Understanding Heart Failure: Systolic vs Diastolic, Causes, and Treatments

Overview

This video explains heart failure as a condition where the heart cannot meet the body's demands for blood. It describes two main routes to failure: systolic heart failure where the heart cannot pump forcefully enough, and diastolic heart failure where filling is insufficient. It also covers how this can affect the left and right sides of the heart and introduces the Frank Starling mechanism that links preload to contraction strength.

• Distinguishes systolic and diastolic failure and explains ejection fraction concepts and thresholds
• Describes the symptoms and signs of heart failure such as pulmonary congestion and edema
• Outlines treatment approaches from ACE inhibitors and diuretics to pacemakers and transplants
• Discusses common causes including ischemic heart disease and hypertension

Introduction

Heart failure is a condition in which the heart fails to meet the body's demands for blood. It can arise from a variety of heart diseases and can involve either the left ventricle, the right ventricle, or both. The video explains the key ideas using a simple numerical framework, then builds from there to clinical implications and treatments.

What is Heart Failure

The heart normally pumps a certain volume of blood per minute, known as cardiac output, which equals heart rate times stroke volume. Stroke volume is the amount of blood squeezed out with each beat. In systolic heart failure the heart squeezes out only a fraction of the blood, reducing the ejection fraction EF which is the ratio of pumped blood to total ventricle volume. A normal EF is roughly 50 to 70 percent; EF below 40 percent indicates systolic heart failure.

Systolic vs Diastolic Heart Failure

Diastolic heart failure occurs when filling is impaired, so the ventricular volume is reduced while EF can remain normal. This is described as a reduced preload, where the ventricle does not fill to its normal volume before contraction. The Frank Starling mechanism describes how more filling stretches the cardiac muscle and increases the force of contraction, improving stroke volume during systole.

Right, Left and Biventricular Failure

Heart failure can involve the left ventricle, the right ventricle, or both (biventricular). Left-sided failure often stems from pumping dysfunction due to myocardial damage, ischemic disease, or hypertension. Right-sided failure can result from left-sided failure or from chronic lung disease that raises pulmonary pressures, leading to cor pulmonale. When both sides are affected, venous congestion occurs systemically and in the lungs.
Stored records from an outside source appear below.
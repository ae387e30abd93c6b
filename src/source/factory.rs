//! Strategy-based source construction.
//!
//! Sources can be built in code from positional arguments
//! ([`SourceFactory::create`]) or from a declarative description found in
//! configuration ([`SourceFactory::create_from_config`]):
//!
//! ```yaml
//! - id: overrides
//!   priority: 10
//!   type: observable-file
//!   path: /etc/app/overrides.yaml
//!   format: yaml
//! ```
//!
//! Strategies are checked in registration order; the first one accepting the
//! kind (or the description's `type` field) builds the source.

use std::collections::BTreeMap;
use std::sync::Arc;

use crate::decoder::DecoderFactory;
use crate::error::{ConfigError, Result};
use crate::partial::{ConfigRead, DEFAULT_SEPARATOR, Partial};
use crate::settings::Settings;
use crate::value::Value;

use super::container::{ContainerStrategy, PartialProvider};
use super::dir::DirStrategy;
use super::env::EnvStrategy;
use super::file::{FileStrategy, ObservableFileStrategy};
use super::rest::{Fetcher, ObservableRestStrategy, RestStrategy};
use super::Source;

/// Builds sources of the kinds it accepts.
pub trait SourceStrategy: Send + Sync {
    fn accepts(&self, kind: &str) -> bool;

    /// Whether this strategy handles a declarative description, judged by
    /// its `type` field.
    fn accepts_config(&self, config: &Partial) -> bool {
        config.string("type").is_ok_and(|kind| self.accepts(&kind))
    }

    fn create(&self, args: &[Value]) -> Result<Arc<dyn Source>>;

    fn create_from_config(&self, config: &Partial) -> Result<Arc<dyn Source>>;
}

/// Everything the built-in strategies need besides their own arguments.
pub struct SourceContext {
    pub decoders: Arc<DecoderFactory>,
    pub fetcher: Option<Arc<dyn Fetcher>>,
    pub providers: Vec<Arc<dyn PartialProvider>>,
    pub file_format: String,
    pub rest_format: String,
    pub separator: String,
}

impl SourceContext {
    pub fn new(settings: &Settings, decoders: Arc<DecoderFactory>) -> Self {
        Self {
            decoders,
            fetcher: None,
            providers: Vec::new(),
            file_format: settings.default_file_format.clone(),
            rest_format: settings.default_rest_format.clone(),
            separator: settings.path_separator.clone(),
        }
    }

    pub fn with_fetcher(mut self, fetcher: Arc<dyn Fetcher>) -> Self {
        self.fetcher = Some(fetcher);
        self
    }

    pub fn with_provider(mut self, provider: Arc<dyn PartialProvider>) -> Self {
        self.providers.push(provider);
        self
    }

    pub(crate) fn fetcher(&self) -> Result<&Arc<dyn Fetcher>> {
        self.fetcher
            .as_ref()
            .ok_or(ConfigError::MissingCollaborator("remote fetcher"))
    }
}

#[derive(Default)]
pub struct SourceFactory {
    strategies: Vec<Box<dyn SourceStrategy>>,
}

impl SourceFactory {
    /// A factory with no strategies registered.
    pub fn new() -> Self {
        Self::default()
    }

    /// A factory with every built-in strategy registered.
    pub fn with_defaults(context: Arc<SourceContext>) -> Self {
        let mut factory = Self::new();
        factory.register_defaults(context);
        factory
    }

    /// Append the built-in strategies after whatever is already registered.
    pub fn register_defaults(&mut self, context: Arc<SourceContext>) {
        self.register(FileStrategy::new(context.clone()));
        self.register(ObservableFileStrategy::new(context.clone()));
        self.register(DirStrategy::new(context.clone()));
        self.register(RestStrategy::new(context.clone()));
        self.register(ObservableRestStrategy::new(context.clone()));
        self.register(EnvStrategy::new(context.clone()));
        self.register(ContainerStrategy::new(context));
    }

    pub fn register(&mut self, strategy: impl SourceStrategy + 'static) {
        self.strategies.push(Box::new(strategy));
    }

    pub fn create(&self, kind: &str, args: &[Value]) -> Result<Arc<dyn Source>> {
        self.strategies
            .iter()
            .find(|s| s.accepts(kind))
            .ok_or_else(|| ConfigError::InvalidSourceType(kind.to_string()))?
            .create(args)
    }

    pub fn create_from_config(&self, config: &Partial) -> Result<Arc<dyn Source>> {
        self.strategies
            .iter()
            .find(|s| s.accepts_config(config))
            .ok_or_else(|| {
                ConfigError::InvalidSourcePartial(Value::Partial(config.clone()).to_string())
            })?
            .create_from_config(config)
    }
}

// -- Argument helpers shared by the built-in strategies ----------------------

/// Positional arguments of [`SourceFactory::create`].
pub(crate) struct Args<'a> {
    pub kind: &'static str,
    pub values: &'a [Value],
}

impl<'a> Args<'a> {
    pub fn new(kind: &'static str, values: &'a [Value]) -> Self {
        Self { kind, values }
    }

    fn missing(&self, name: &'static str) -> ConfigError {
        ConfigError::MissingArgument {
            kind: self.kind.to_string(),
            name,
        }
    }

    fn at(&self, index: usize) -> Option<&Value> {
        self.values.get(index).filter(|v| **v != Value::Null)
    }

    pub fn string(&self, index: usize, name: &'static str) -> Result<String> {
        let value = self.at(index).ok_or_else(|| self.missing(name))?;
        crate::partial::to_string(name, value.clone())
    }

    pub fn string_or(&self, index: usize, name: &'static str, default: &str) -> Result<String> {
        match self.at(index) {
            Some(value) => crate::partial::to_string(name, value.clone()),
            None => Ok(default.to_string()),
        }
    }

    pub fn bool_or(&self, index: usize, name: &'static str, default: bool) -> Result<bool> {
        match self.at(index) {
            Some(value) => crate::partial::to_bool(name, value.clone()),
            None => Ok(default),
        }
    }

    pub fn partial(&self, index: usize, name: &'static str) -> Result<Partial> {
        let value = self.at(index).ok_or_else(|| self.missing(name))?;
        crate::partial::to_partial(name, value.clone())
    }
}

/// Field access on a declarative description.
pub(crate) struct Description<'a> {
    pub kind: &'static str,
    pub config: &'a Partial,
}

impl<'a> Description<'a> {
    pub fn new(kind: &'static str, config: &'a Partial) -> Self {
        Self { kind, config }
    }

    fn field(&self, name: &'static str) -> Option<&Value> {
        self.config
            .get_value(name)
            .filter(|v| **v != Value::Null)
    }

    fn missing(&self, name: &'static str) -> ConfigError {
        ConfigError::MissingArgument {
            kind: self.kind.to_string(),
            name,
        }
    }

    pub fn string(&self, name: &'static str) -> Result<String> {
        let value = self.field(name).ok_or_else(|| self.missing(name))?;
        crate::partial::to_string(name, value.clone())
    }

    pub fn string_or(&self, name: &'static str, default: &str) -> Result<String> {
        match self.field(name) {
            Some(value) => crate::partial::to_string(name, value.clone()),
            None => Ok(default.to_string()),
        }
    }

    pub fn bool_or(&self, name: &'static str, default: bool) -> Result<bool> {
        match self.field(name) {
            Some(value) => crate::partial::to_bool(name, value.clone()),
            None => Ok(default),
        }
    }

    pub fn partial(&self, name: &'static str) -> Result<Partial> {
        let value = self.field(name).ok_or_else(|| self.missing(name))?;
        crate::partial::to_partial(name, value.clone())
    }
}

/// Read a `{VAR: path}` tree into a flat mapping. Nested trees are flattened
/// with the default separator, so `{APP: {PORT: server.port}}` maps
/// `APP.PORT`; keep variable names at the top level.
pub(crate) fn mappings(partial: &Partial) -> Result<BTreeMap<String, String>> {
    partial
        .flatten(DEFAULT_SEPARATOR)
        .into_iter()
        .map(|(var, path)| {
            let path = crate::partial::to_string(&var, path)?;
            Ok((var, path))
        })
        .collect()
}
Causes and Pathophysiology

Common causes discussed include ischemic heart disease from coronary artery disease, long-standing hypertension that leads to left ventricular hypertrophy and increased oxygen demand, and dilated cardiomyopathy where the chamber enlarges but muscle walls become weaker over time. Diastolic dysfunction is linked to concentric hypertrophy that narrows the ventricular chamber, reducing filling capacity. Other contributors include valvular disease and restrictive cardiomyopathies. When the heart cannot pump forward effectively, fluid builds up in the body and lungs, triggering a cascade that worsens symptoms over time.

Clinical Signs and Consequences

Back pressure can cause pulmonary edema with dyspnea and orthopnea, crackles on auscultation, and, if capillaries rupture, hemosiderin laden macrophages in the lungs. Systemic congestion in right-sided failure can cause jugular venous distention, hepatosplenomegaly, ascites, and pitting edema in the legs. Severe congestion may progress to cardiac cirrhosis and other organ complications.

Treatment and Management

Left-sided heart failure is commonly treated with medications such as ACE inhibitors to dilate vessels and diuretics to reduce fluid overload. Management of right-sided failure follows similar principles. In addition to medications, devices may be used to improve coordination and pumping efficiency, including cardiac resynchronization therapy pacemakers and ventricular assist devices. In end-stage cases, heart transplantation remains an option. Understanding the connection between preload, filling, and contraction helps explain why therapies aim to reduce fluid overload and support forward flow.

Closing

The video emphasizes that heart failure is a complex, multi-voxel problem that spans from cellular changes in the heart muscle to whole-body fluid regulation, and it highlights a range of therapeutic strategies from drugs to devices and ultimately transplant for end-stage disease.